“Acordamos, somos cidadãos”: os evangélicos e a constituição ética de si na relação com o político

Cleonardo Gil de Barros Mauricio Junior

Resumo


Este trabalho tem como objetivo principal compreender a forma como os crentes pentecostais constituem-se a si mesmos como sujeitos na relação com a política. Levando em consideração os embates públicos ocorridos na esfera pública brasileira em torno das questões relativas aos direitos sexuais e reprodutivos, e que colocaram em lados opostos igrejas pentecostais e movimentos sociais, afirmo que os fiéis ordinários dessas igrejas têm recebido de seus líderes a incumbência moral de se posicionarem politicamente em suas vidas cotidianas na defesa de temas caros aos seus sistemas de valores. “Crente também é cidadão” e, por isso, “tem de se posicionar” é o que recomenda aos seus liderados o pastor Silas Malafaia, um dos líderes pentecostais mais polêmicos no que diz respeito aos embates contra os movimentos sociais.

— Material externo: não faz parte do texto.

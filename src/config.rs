use serde::{Deserialize, Serialize};
use std::env;
use std::path::{Path, PathBuf};
use std::time::Duration;

use crate::error::{ConfigError, DlTdvmsError};

type Result<T> = std::result::Result<T, DlTdvmsError>;

/// Expand tilde (~) in paths to the actual home directory
fn expand_tilde(path: &Path) -> PathBuf {
    if let Some(path_str) = path.to_str() {
        if let Some(stripped) = path_str.strip_prefix("~/") {
            if let Some(home) = dirs::home_dir() {
                return home.join(stripped);
            }
        } else if path_str == "~" {
            if let Some(home) = dirs::home_dir() {
                return home;
            }
        }
    }
    path.to_path_buf()
}

/// Tool settings: where the portal lives, where state goes, how politely to
/// submit. Separate from the per-campaign request configs.
#[derive(Debug, Clone, Serialize, Deserialize, Default)]
pub struct Config {
    #[serde(default)]
    pub portal: PortalConfig,

    #[serde(default)]
    pub storage: StorageConfig,

    #[serde(default)]
    pub submission: SubmissionConfig,

    #[serde(default)]
    pub inbox: InboxConfig,

    #[serde(default)]
    pub logging: LoggingConfig,
}

#[derive(Debug, Clone, Serialize, Deserialize)]
pub struct PortalConfig {
    /// Base URL of the station/network API
    pub api_base: String,
    /// Base URL of the data request service
    pub service_base: String,
    pub user_agent: String,
    pub request_timeout: u64,  // seconds
    pub download_timeout: u64, // seconds
}

#[derive(Debug, Clone, Serialize, Deserialize)]
pub struct StorageConfig {
    pub state_dir: PathBuf,
    pub cache_dir: PathBuf,
    pub download_dir: PathBuf,
}

#[derive(Debug, Clone, Serialize, Deserialize)]
pub struct SubmissionConfig {
    /// Ask for confirmation before each request
    pub interactive: bool,
    /// Minimum seconds between two submissions when not interactive
    pub cooldown: u64,
    #[serde(default)]
    pub retry: RetryConfig,
}

/// Backoff after the portal refuses or drops a submission
#[derive(Debug, Clone, Serialize, Deserialize)]
pub struct RetryConfig {
    pub max_attempts: u32,
    pub initial_delay: u64, // seconds
    pub max_delay: u64,     // seconds
    pub backoff_multiplier: f64,
}

#[derive(Debug, Clone, Copy, PartialEq, Eq, Serialize, Deserialize)]
#[serde(rename_all = "lowercase")]
pub enum MatchStrategyKind {
    /// Token in the message first, arrival order for the rest
    Auto,
    Token,
    Arrival,
}

#[derive(Debug, Clone, Serialize, Deserialize)]
pub struct InboxConfig {
    /// Address the portal sends notifications from
    pub sender: String,
    /// Regex matching the archive link in a notification
    pub link_pattern: String,
    pub poll_interval: u64, // seconds
    pub max_checks: u32,
    pub mail_timeout: u64, // seconds
    pub strategy: MatchStrategyKind,
}

#[derive(Debug, Clone, Serialize, Deserialize)]
pub struct LoggingConfig {
    pub level: String,
    pub file: Option<PathBuf>,
}

impl Default for PortalConfig {
    fn default() -> Self {
        Self {
            api_base: "https://tdvms.afad.gov.tr".to_string(),
            service_base: "https://tdvmservis.afad.gov.tr".to_string(),
            user_agent: format!("dl-tdvms/{}", env!("CARGO_PKG_VERSION")),
            request_timeout: 60,
            download_timeout: 1800,
        }
    }
}

impl Default for StorageConfig {
    fn default() -> Self {
        Self {
            state_dir: PathBuf::from(".dl-tdvms/state"),
            cache_dir: PathBuf::from(".dl-tdvms/cache"),
            download_dir: PathBuf::from("downloads"),
        }
    }
}

impl Default for SubmissionConfig {
    fn default() -> Self {
        Self {
            interactive: true,
            cooldown: 120,
            retry: RetryConfig::default(),
        }
    }
}

impl Default for RetryConfig {
    fn default() -> Self {
        Self {
            max_attempts: 3,
            initial_delay: 60, // the portal asks to wait for the previous request
            max_delay: 600,
            backoff_multiplier: 2.0,
        }
    }
}

impl Default for InboxConfig {
    fn default() -> Self {
        Self {
            sender: "tdvms@afad.gov.tr".to_string(),
            link_pattern: r"https://tdvms\.afad\.gov\.tr/files/[A-Za-z0-9_]+\.zip".to_string(),
            poll_interval: 30,
            max_checks: 10,
            mail_timeout: 60,
            strategy: MatchStrategyKind::Auto,
        }
    }
}

impl Default for LoggingConfig {
    fn default() -> Self {
        Self {
            level: "info".to_string(),
            file: None,
        }
    }
}

impl PortalConfig {
    pub fn request_timeout(&self) -> Duration {
        Duration::from_secs(self.request_timeout)
    }

    pub fn download_timeout(&self) -> Duration {
        Duration::from_secs(self.download_timeout)
    }
}

impl InboxConfig {
    pub fn poll_interval(&self) -> Duration {
        Duration::from_secs(self.poll_interval)
    }

    pub fn mail_timeout(&self) -> Duration {
        Duration::from_secs(self.mail_timeout)
    }
}

/// Load configuration from environment variables
fn load_env_overrides(mut config: Config) -> Config {
    // Override with DL_TDVMS_ prefixed environment variables
    if let Ok(val) = env::var("DL_TDVMS_API_BASE") {
        config.portal.api_base = val;
    }
    if let Ok(val) = env::var("DL_TDVMS_SERVICE_BASE") {
        config.portal.service_base = val;
    }
    if let Ok(val) = env::var("DL_TDVMS_STATE_DIR") {
        config.storage.state_dir = PathBuf::from(val);
    }
    if let Ok(val) = env::var("DL_TDVMS_CACHE_DIR") {
        config.storage.cache_dir = PathBuf::from(val);
    }
    if let Ok(val) = env::var("DL_TDVMS_DOWNLOAD_DIR") {
        config.storage.download_dir = PathBuf::from(val);
    }
    if let Ok(val) = env::var("DL_TDVMS_COOLDOWN") {
        if let Ok(cooldown) = val.parse() {
            config.submission.cooldown = cooldown;
        }
    }
    if let Ok(val) = env::var("DL_TDVMS_INTERACTIVE") {
        if let Ok(interactive) = val.parse() {
            config.submission.interactive = interactive;
        }
    }

    config
}

impl Config {
    /// Get the standard config file path
    pub fn config_path() -> Result<PathBuf> {
        let config_dir = dirs::config_dir().ok_or_else(|| ConfigError::Invalid {
            field: "config_dir".to_string(),
            reason: "Could not determine config directory".to_string(),
        })?;
        Ok(config_dir.join("dl-tdvms").join("config.toml"))
    }

    /// Load settings from an explicit path, `./dl-tdvms.toml`, or the
    /// standard location (created with defaults on first use)
    pub fn load(explicit: Option<&Path>) -> Result<Self> {
        let config_path = if let Some(path) = explicit {
            if !path.exists() {
                return Err(ConfigError::NotFound(path.to_path_buf()).into());
            }
            path.to_path_buf()
        } else {
            let local_config = PathBuf::from("dl-tdvms.toml");
            if local_config.exists() {
                local_config
            } else {
                let standard_config = Self::config_path()?;
                if !standard_config.exists() {
                    tracing::debug!(
                        "Settings file not found, creating default at: {}",
                        standard_config.display()
                    );
                    if let Some(parent) = standard_config.parent() {
                        std::fs::create_dir_all(parent)?;
                    }
                    Self::create_sample(&standard_config)?;
                    println!(
                        "📝 Created default settings at: {}",
                        standard_config.display()
                    );
                }
                standard_config
            }
        };
        tracing::debug!("Loaded settings from: {}", config_path.display());

        let content = std::fs::read_to_string(&config_path)?;
        let config: Config = content.parse()?;
        let mut config = load_env_overrides(config);

        config.storage.state_dir = expand_tilde(&config.storage.state_dir);
        config.storage.cache_dir = expand_tilde(&config.storage.cache_dir);
        config.storage.download_dir = expand_tilde(&config.storage.download_dir);
        if let Some(log_file) = config.logging.file.as_ref() {
            config.logging.file = Some(expand_tilde(log_file));
        }

        config.validate()?;
        Ok(config)
    }

    /// Create a sample configuration file
    pub fn create_sample<P: AsRef<Path>>(path: P) -> Result<()> {
        let sample = Self::default();
        let content = toml::to_string_pretty(&sample)
            .map_err(|e| ConfigError::ParseError(format!("Failed to serialize config: {}", e)))?;

        let commented_content = format!(
            r#"# dl-tdvms settings
#
# Request configs (what to download) are separate YAML files passed on the
# command line. This file controls how dl-tdvms talks to the portal.
# Paths can be overridden with DL_TDVMS_STATE_DIR, DL_TDVMS_DOWNLOAD_DIR, ...

{}

# [submission]
# interactive - Ask before every request (press enter). Set to false to use the cooldown.
# cooldown    - Seconds to wait between two requests when not interactive.
#               The portal throttles accounts that request too quickly.
#
# [inbox]
# strategy    - How notifications are paired with batches: auto, token or arrival.
#               Arrival order can mismatch if mails arrive out of order or several
#               campaigns share one inbox.
"#,
            content
        );

        std::fs::write(path, commented_content)?;
        Ok(())
    }

    pub fn validate(&self) -> Result<()> {
        for (field, url) in [
            ("portal.api_base", &self.portal.api_base),
            ("portal.service_base", &self.portal.service_base),
        ] {
            if !(url.starts_with("http://") || url.starts_with("https://")) {
                return Err(ConfigError::Invalid {
                    field: field.to_string(),
                    reason: format!("'{}' is not an http(s) URL", url),
                }
                .into());
            }
        }

        if self.portal.request_timeout == 0 || self.inbox.mail_timeout == 0 {
            return Err(ConfigError::Invalid {
                field: "timeout".to_string(),
                reason: "Timeouts must be at least 1 second".to_string(),
            }
            .into());
        }

        if self.submission.retry.backoff_multiplier < 1.0 {
            return Err(ConfigError::Invalid {
                field: "submission.retry.backoff_multiplier".to_string(),
                reason: "Must be at least 1.0".to_string(),
            }
            .into());
        }

        if self.inbox.max_checks == 0 {
            return Err(ConfigError::Invalid {
                field: "inbox.max_checks".to_string(),
                reason: "Must be at least 1".to_string(),
            }
            .into());
        }

        if let Err(e) = regex::Regex::new(&self.inbox.link_pattern) {
            return Err(ConfigError::Invalid {
                field: "inbox.link_pattern".to_string(),
                reason: e.to_string(),
            }
            .into());
        }

        for (field, path) in [
            ("storage.state_dir", &self.storage.state_dir),
            ("storage.download_dir", &self.storage.download_dir),
        ] {
            if path.as_os_str().is_empty() {
                return Err(ConfigError::InvalidPath {
                    path: path.clone(),
                    reason: format!("{} not specified", field),
                }
                .into());
            }
        }

        Ok(())
    }

    /// Ensure required directories exist
    pub fn ensure_dirs(&self) -> Result<()> {
        std::fs::create_dir_all(&self.storage.state_dir)?;
        std::fs::create_dir_all(&self.storage.cache_dir)?;
        std::fs::create_dir_all(&self.storage.download_dir)?;

        if let Some(log_file) = &self.logging.file {
            if let Some(parent) = log_file.parent() {
                std::fs::create_dir_all(parent)?;
            }
        }

        Ok(())
    }

    /// Apply command-line overrides
    pub fn apply_overrides(&mut self, overrides: ConfigOverrides) {
        if let Some(cooldown) = overrides.cooldown {
            self.submission.cooldown = cooldown;
            self.submission.interactive = false;
        }
        if let Some(dir) = overrides.download_dir {
            self.storage.download_dir = dir;
        }
        if let Some(level) = overrides.log_level {
            self.logging.level = level;
        }
    }
}

impl std::str::FromStr for Config {
    type Err = DlTdvmsError;

    fn from_str(s: &str) -> Result<Self> {
        toml::from_str(s)
            .map_err(|e| ConfigError::ParseError(format!("Failed to parse settings: {}", e)).into())
    }
}

/// Command-line configuration overrides
#[derive(Debug, Default)]
pub struct ConfigOverrides {
    pub cooldown: Option<u64>,
    pub download_dir: Option<PathBuf>,
    pub log_level: Option<String>,
}

#[cfg(test)]
mod tests {
    use super::*;

    #[test]
    fn test_default_config() {
        let config = Config::default();
        assert!(config.submission.interactive);
        assert_eq!(config.inbox.sender, "tdvms@afad.gov.tr");
        assert_eq!(config.inbox.strategy, MatchStrategyKind::Auto);
        assert!(config.validate().is_ok());
    }

    #[test]
    fn test_partial_file_uses_defaults() {
        let config: Config = r#"
[submission]
interactive = false
cooldown = 300

[inbox]
sender = "noreply@example.org"
link_pattern = "https://example.org/files/[a-z]+\\.zip"
poll_interval = 5
max_checks = 2
mail_timeout = 10
strategy = "token"
"#
        .parse()
        .unwrap();
        assert!(!config.submission.interactive);
        assert_eq!(config.submission.cooldown, 300);
        assert_eq!(config.submission.retry.max_attempts, 3);
        assert_eq!(config.inbox.strategy, MatchStrategyKind::Token);
        assert_eq!(config.portal.api_base, "https://tdvms.afad.gov.tr");
    }

    #[test]
    fn test_sample_round_trips() {
        let dir = tempfile::tempdir().unwrap();
        let path = dir.path().join("config.toml");
        Config::create_sample(&path).unwrap();
        let config = Config::load(Some(&path)).unwrap();
        assert_eq!(config.submission.cooldown, Config::default().submission.cooldown);
    }

    #[test]
    fn test_rejects_bad_link_pattern() {
        let mut config = Config::default();
        config.inbox.link_pattern = "([unclosed".to_string();
        assert!(config.validate().is_err());
    }

    #[test]
    fn test_cooldown_override_disables_prompt() {
        let mut config = Config::default();
        config.apply_overrides(ConfigOverrides {
            cooldown: Some(10),
            ..Default::default()
        });
        assert!(!config.submission.interactive);
        assert_eq!(config.submission.cooldown, 10);
    }

    #[test]
    fn test_missing_explicit_file() {
        assert!(matches!(
            Config::load(Some(Path::new("/nonexistent/dl-tdvms.toml"))),
            Err(DlTdvmsError::Config(ConfigError::NotFound(_)))
        ));
    }
}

Diante desse novo código moral, que chamo de pentecostaharsh, no qual uma cidadania política é atrelada à constituição de um sujeito religioso, pretendo saber como se dá esse processo, que chamo de constituição do crente-cidadão, no dia a dia dos fiéis e em suas relações fora da igreja. 

Para dar conta  da constituição do crente-cidadão, realizei trabalho de campo com observação participante na sede nacional da Assembleia de Deus Vitória em Cristo, localizada no bairro da Penha, na cidade do Rio de Janeiro, a igreja do pastor Silas Malafaia. Participei das reuniões de um grupo específico, o Universe, responsável por debater a vida cristã na universidade e munir os jovens de argumentos legítimos para discutirem e defenderem os pontos de vista da igreja em suas respectivas faculdades. Com isso, pretendo mostrar como os jovens crentes da igreja de Malafaia dão conta dessa missão em suas vidas cotidianas, principalmente na faculdade, e definem a sua conduta ética em meios às tensões políticas que têm caracterizado a sociedade brasileira atualmente.